[Stored data — start]

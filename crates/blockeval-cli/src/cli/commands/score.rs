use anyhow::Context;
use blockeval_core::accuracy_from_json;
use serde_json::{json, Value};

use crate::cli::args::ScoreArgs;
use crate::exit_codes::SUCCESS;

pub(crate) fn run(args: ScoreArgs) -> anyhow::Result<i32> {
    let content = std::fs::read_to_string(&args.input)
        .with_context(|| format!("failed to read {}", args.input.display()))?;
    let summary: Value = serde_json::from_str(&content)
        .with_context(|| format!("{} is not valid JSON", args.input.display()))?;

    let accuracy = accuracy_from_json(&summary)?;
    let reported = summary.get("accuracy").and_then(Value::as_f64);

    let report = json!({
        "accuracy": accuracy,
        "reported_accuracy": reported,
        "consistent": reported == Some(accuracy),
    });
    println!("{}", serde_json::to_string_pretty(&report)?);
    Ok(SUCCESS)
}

[Stored data — finish]

**Work instructions**
Return each line from the records that includes the word "anyhow".

**Finished task**
use anyhow::Context;
pub(crate) fn run(args: ScoreArgs) -> anyhow::Result<i32> {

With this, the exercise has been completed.